Next, index the reference genome with samtools::
samtools faidx ref.fa
Convert the SAM into a BAM file::
samtools import ref.fa.fai SRR606249.sam SRR606249.bam
Sort the BAM file::
samtools sort SRR606249.bam SRR606249.sorted
And index the sorted BAM file::
samtools index SRR606249.sorted.bam
At this point you can visualize with tview or Tablet.

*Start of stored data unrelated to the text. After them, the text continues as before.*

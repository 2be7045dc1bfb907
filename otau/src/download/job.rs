//! A single firmware download.

use std::path::PathBuf;
use std::sync::Arc;

use tracing::{debug, info, warn};

use super::error::DownloadError;
use super::registry::{Claim, FilenameRegistry};
use crate::index::{image_filename, ImageDescriptor};
use crate::origin::OriginRouter;
use crate::validate::{validate, Finding};

/// State shared by every job of one run.
#[derive(Debug)]
pub struct JobContext {
    pub router: Arc<OriginRouter>,
    pub registry: FilenameRegistry,
    pub output_dir: PathBuf,
}

impl JobContext {
    pub fn new(router: Arc<OriginRouter>, output_dir: impl Into<PathBuf>) -> Self {
        Self {
            router,
            registry: FilenameRegistry::new(),
            output_dir: output_dir.into(),
        }
    }
}

/// How a job ended.
#[derive(Debug)]
pub enum JobOutcome {
    /// Payload written; findings are advisory.
    Written {
        filename: String,
        path: PathBuf,
        bytes: usize,
        findings: Vec<Finding>,
    },
    /// Another URL already owns the filename.
    Skipped { filename: String, owner: String },
    Failed {
        filename: String,
        error: DownloadError,
    },
}

impl JobOutcome {
    pub fn filename(&self) -> &str {
        match self {
            JobOutcome::Written { filename, .. }
            | JobOutcome::Skipped { filename, .. }
            | JobOutcome::Failed { filename, .. } => filename,
        }
    }
}

/// One descriptor bound to its output filename.
#[derive(Debug, Clone)]
pub struct DownloadJob {
    pub filename: String,
    pub descriptor: ImageDescriptor,
}

impl DownloadJob {
    pub fn new(descriptor: ImageDescriptor) -> Self {
        Self {
            filename: image_filename(&descriptor),
            descriptor,
        }
    }

    /// Claim the output filename for this job's URL.
    ///
    /// Claims must be made in launch order, before the job is spawned, so
    /// the earlier of two colliding entries always wins.
    pub fn claim(&self, registry: &FilenameRegistry) -> Claim {
        let url = self.descriptor.url.as_str();
        let claim = registry.claim(&self.filename, url);
        match &claim {
            Claim::Conflict { owner } => warn!(
                filename = %self.filename,
                url = %url,
                owner = %owner,
                "Filename already claimed by another URL, skipping"
            ),
            Claim::AlreadyOwned => {
                debug!(filename = %self.filename, url = %url, "Filename listed twice for the same URL")
            }
            Claim::Claimed => {}
        }
        claim
    }

    /// Fetch, validate and write. The filename must already be claimed.
    pub async fn run(self, context: Arc<JobContext>) -> JobOutcome {
        let DownloadJob {
            filename,
            descriptor,
        } = self;
        let url = descriptor.url.as_str();

        let fetched = match context.router.fetch(url).await {
            Ok(fetched) => fetched,
            Err(err) => {
                warn!(filename = %filename, url = %url, error = %err, "Download failed");
                return JobOutcome::Failed {
                    filename,
                    error: err.into(),
                };
            }
        };

        let findings = validate(&descriptor, &fetched.body);
        for finding in &findings {
            warn!(filename = %filename, url = %url, "{}", finding);
        }

        let path = context.output_dir.join(&filename);
        if let Err(source) = tokio::fs::write(&path, &fetched.body).await {
            warn!(filename = %filename, path = %path.display(), error = %source, "Write failed");
            return JobOutcome::Failed {
                filename,
                error: DownloadError::Write { path, source },
            };
        }

        info!(
            filename = %filename,
            bytes = fetched.body.len(),
            source = %fetched.url,
            "Image written"
        );
        JobOutcome::Written {
            filename,
            path,
            bytes: fetched.body.len(),
            findings,
        }
    }
}
//! Index retrieval errors.

use std::path::PathBuf;

use thiserror::Error;

use crate::origin::FetchError;

/// Errors that can occur while retrieving the firmware index.
///
/// Any of these ends the run: without an index there is nothing to download.
#[derive(Debug, Error)]
pub enum IndexError {
    #[error("failed to fetch firmware index: {0}")]
    Fetch(#[from] FetchError),

    #[error("failed to write index copy to {path}: {source}")]
    Write {
        path: PathBuf,
        #[source]
        source: std::io::Error,
    },

    #[error("firmware index from {url} is not a valid descriptor list: {source}")]
    Parse {
        url: String,
        #[source]
        source: serde_json::Error,
    },
}
//! Firmware index retrieval.

use std::path::{Path, PathBuf};
use std::sync::Arc;

use tracing::{debug, info};

use super::descriptor::ImageDescriptor;
use super::error::IndexError;
use crate::origin::OriginRouter;

/// Canonical location of the community firmware index.
pub const DEFAULT_INDEX_URL: &str =
    "https://raw.githubusercontent.com/Koenkk/zigbee-OTA/master/index.json";

/// File name of the verbatim index copy kept next to the images.
pub const INDEX_AUDIT_FILE: &str = "index.json";

/// Downloads the JSON index and turns it into descriptors.
pub struct IndexFetcher {
    router: Arc<OriginRouter>,
    url: String,
    audit_path: Option<PathBuf>,
}

impl IndexFetcher {
    pub fn new(router: Arc<OriginRouter>, url: impl Into<String>) -> Self {
        Self {
            router,
            url: url.into(),
            audit_path: None,
        }
    }

    /// Keep a verbatim copy of the fetched document at `path`.
    pub fn with_audit_path(mut self, path: impl Into<PathBuf>) -> Self {
        self.audit_path = Some(path.into());
        self
    }

    /// Fetch, persist and parse the index.
    ///
    /// Descriptors are returned in document order.
    pub async fn fetch(&self) -> Result<Vec<ImageDescriptor>, IndexError> {
        info!(url = %self.url, "Fetching firmware index");
        let fetched = self.router.fetch(&self.url).await?;

        if let Some(path) = &self.audit_path {
            write_audit_copy(path, &fetched.body).await?;
            debug!(path = %path.display(), bytes = fetched.body.len(), "Index copy written");
        }

        let descriptors: Vec<ImageDescriptor> =
            serde_json::from_slice(&fetched.body).map_err(|source| IndexError::Parse {
                url: self.url.clone(),
                source,
            })?;

        info!(count = descriptors.len(), "Firmware index loaded");
        Ok(descriptors)
    }
}

async fn write_audit_copy(path: &Path, body: &[u8]) -> Result<(), IndexError> {
    let to_error = |source| IndexError::Write {
        path: path.to_path_buf(),
        source,
    };
    if let Some(parent) = path.parent().filter(|p| !p.as_os_str().is_empty()) {
        tokio::fs::create_dir_all(parent).await.map_err(to_error)?;
    }
    tokio::fs::write(path, body).await.map_err(to_error)
}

'samtools tview' is a text interface that you use from the command
line; run it like so::
samtools tview SRR606249.sorted.bam ref.fa
The '.'s are places where the reads align perfectly in the forward direction,
and the ','s are places where the reads align perfectly in the reverse
direction. Mismatches are indicated as A, T, C, G, etc.
You can scroll around using left and right arrows; to go to a specific
coordinate, use 'g' and then type in the contig name and the position.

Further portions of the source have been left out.